In May, after a 15-square-mile test zone passed muster, the city gave EarthLink the green light to cover the entire 135-square-mile city with a wireless mesh network by year-end.

EarthLink is moving full-speed ahead, adding Tropos Networks access points to light poles around the city, testing and optimizing the network, and building out coverage at a pace of 5,000 potential households per workday. Today, coverage has expanded to 80% of the city.

From a technology perspective, creating a full-blown mesh network across an entire city -- from parks to tourist attractions to downtown skyscrapers to residential neighborhoods with brownstones jammed together -- presents quite a challenge.

"It was important for people to be mobile and treat the entire city network as one large, unified network, so if they attached in one place they could start surfing the Web and keep the connection even if they went to another point across town," says Jeb Linton, director and chief architect for EarthLink.

"No system in the world had ever been able to scale to that level of mobility in a Wi-Fi network," Linton adds. "So we had a unique architectural challenge to enable this."

EarthLink is building out the network using Tropos 802.11b/g access points, which connect to a complex backhaul system that uses Motorola Canopy line-of-sight radios and Alvarion BreezeAccess VL non-line-of-sight radios.

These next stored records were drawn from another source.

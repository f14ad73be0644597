//! EVI connection configuration.
//!
//! One [`EviConfig`] describes everything needed to open a stream: the
//! credentials that go into the handshake URL and the audio settings
//! declared to the engine after connect.

use serde::{Deserialize, Serialize};

use super::messages::{
    AudioEncoding, EVI_DEFAULT_CHANNELS, EVI_DEFAULT_SAMPLE_RATE, EVI_WEBSOCKET_URL,
};
use crate::errors::bridge_error::{BridgeError, BridgeResult};

/// Configuration for one EVI streaming connection.
///
/// Credentials ride on the connection handshake as query parameters: the
/// access key, the optional configuration ID, and the verbose-transcription
/// flag that requests interim user transcripts.
#[derive(Debug, Clone, Serialize, Deserialize)]
pub struct EviConfig {
    /// API key for Hume AI.
    pub api_key: String,

    /// EVI configuration ID (prompt, language model, voice) created in the
    /// Hume dashboard. Default engine settings apply when absent.
    #[serde(default, skip_serializing_if = "Option::is_none")]
    pub config_id: Option<String>,

    /// Request interim user transcripts.
    #[serde(default)]
    pub verbose_transcription: bool,

    /// Input audio encoding format.
    #[serde(default)]
    pub input_encoding: AudioEncoding,

    /// Input audio sample rate in Hz.
    #[serde(default = "default_sample_rate")]
    pub sample_rate: u32,

    /// Number of input audio channels.
    #[serde(default = "default_channels")]
    pub channels: u8,

    /// System prompt override.
    #[serde(default, skip_serializing_if = "Option::is_none")]
    pub system_prompt: Option<String>,

    /// WebSocket URL (defaults to Hume's production endpoint).
    #[serde(default = "default_websocket_url")]
    pub websocket_url: String,

    /// Connection timeout in seconds.
    #[serde(default = "default_connect_timeout")]
    pub connect_timeout_secs: u64,
}

fn default_sample_rate() -> u32 {
    EVI_DEFAULT_SAMPLE_RATE
}

fn default_channels() -> u8 {
    EVI_DEFAULT_CHANNELS
}

fn default_websocket_url() -> String {
    EVI_WEBSOCKET_URL.to_string()
}

fn default_connect_timeout() -> u64 {
    10
}

impl Default for EviConfig {
    fn default() -> Self {
        Self {
            api_key: String::new(),
            config_id: None,
            verbose_transcription: false,
            input_encoding: AudioEncoding::default(),
            sample_rate: EVI_DEFAULT_SAMPLE_RATE,
            channels: EVI_DEFAULT_CHANNELS,
            system_prompt: None,
            websocket_url: EVI_WEBSOCKET_URL.to_string(),
            connect_timeout_secs: default_connect_timeout(),
        }
    }
}

impl EviConfig {
    /// Create a configuration with an API key.
    pub fn new(api_key: impl Into<String>) -> Self {
        Self {
            api_key: api_key.into(),
            ..Default::default()
        }
    }

    /// Set the EVI configuration ID.
    pub fn with_config_id(mut self, config_id: impl Into<String>) -> Self {
        self.config_id = Some(config_id.into());
        self
    }

    /// Request interim user transcripts.
    pub fn with_verbose_transcription(mut self) -> Self {
        self.verbose_transcription = true;
        self
    }

    /// Set the audio encoding.
    pub fn with_encoding(mut self, encoding: AudioEncoding) -> Self {
        self.input_encoding = encoding;
        self
    }

    /// Set the sample rate.
    pub fn with_sample_rate(mut self, sample_rate: u32) -> Self {
        self.sample_rate = sample_rate;
        self
    }

    /// Set the system prompt.
    pub fn with_system_prompt(mut self, prompt: impl Into<String>) -> Self {
        self.system_prompt = Some(prompt.into());
        self
    }

    /// Override the WebSocket endpoint.
    pub fn with_websocket_url(mut self, url: impl Into<String>) -> Self {
        self.websocket_url = url.into();
        self
    }

    /// Build the WebSocket URL with handshake query parameters.
    pub fn build_websocket_url(&self) -> String {
        fn encode(s: &str) -> String {
            url::form_urlencoded::byte_serialize(s.as_bytes()).collect()
        }

        let mut url = self.websocket_url.clone();
        let mut params = vec![format!("api_key={}", encode(&self.api_key))];

        if let Some(ref config_id) = self.config_id {
            params.push(format!("config_id={}", encode(config_id)));
        }

        if self.verbose_transcription {
            params.push("verbose_transcription=true".to_string());
        }

        url.push('?');
        url.push_str(&params.join("&"));
        url
    }

    /// Whether the configuration deviates from engine defaults and needs a
    /// `session_settings` frame after connect.
    pub fn needs_session_settings(&self) -> bool {
        self.input_encoding != AudioEncoding::default()
            || self.sample_rate != EVI_DEFAULT_SAMPLE_RATE
            || self.channels != EVI_DEFAULT_CHANNELS
            || self.system_prompt.is_some()
    }

    /// Validate the configuration.
    pub fn validate(&self) -> BridgeResult<()> {
        if self.api_key.is_empty() {
            return Err(BridgeError::InvalidConfiguration(
                "API key is required".to_string(),
            ));
        }
        if self.sample_rate == 0 {
            return Err(BridgeError::InvalidConfiguration(
                "Sample rate must be greater than 0".to_string(),
            ));
        }
        if self.channels == 0 {
            return Err(BridgeError::InvalidConfiguration(
                "Channels must be greater than 0".to_string(),
            ));
        }
        Ok(())
    }
}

As with any project of this scale, problems have emerged and original planning assumptions have had to be adjusted. For example, EarthLink has had to double the number of access points per square mile, from an original estimate of 20 to the current figure of 42, to provide the requisite level of coverage. In addition, after the access points are installed, there's a four- to six-week optimization process designed to maximize coverage.

"We are using our tools to drive testing, and we use customer feedback to improve coverage. We don't think we'll ever get to 100% coverage, but we are very happy with 90% until technology, both on our side and on the user's side improves," says Donald Berryman, president of EarthLink Municipal Networks.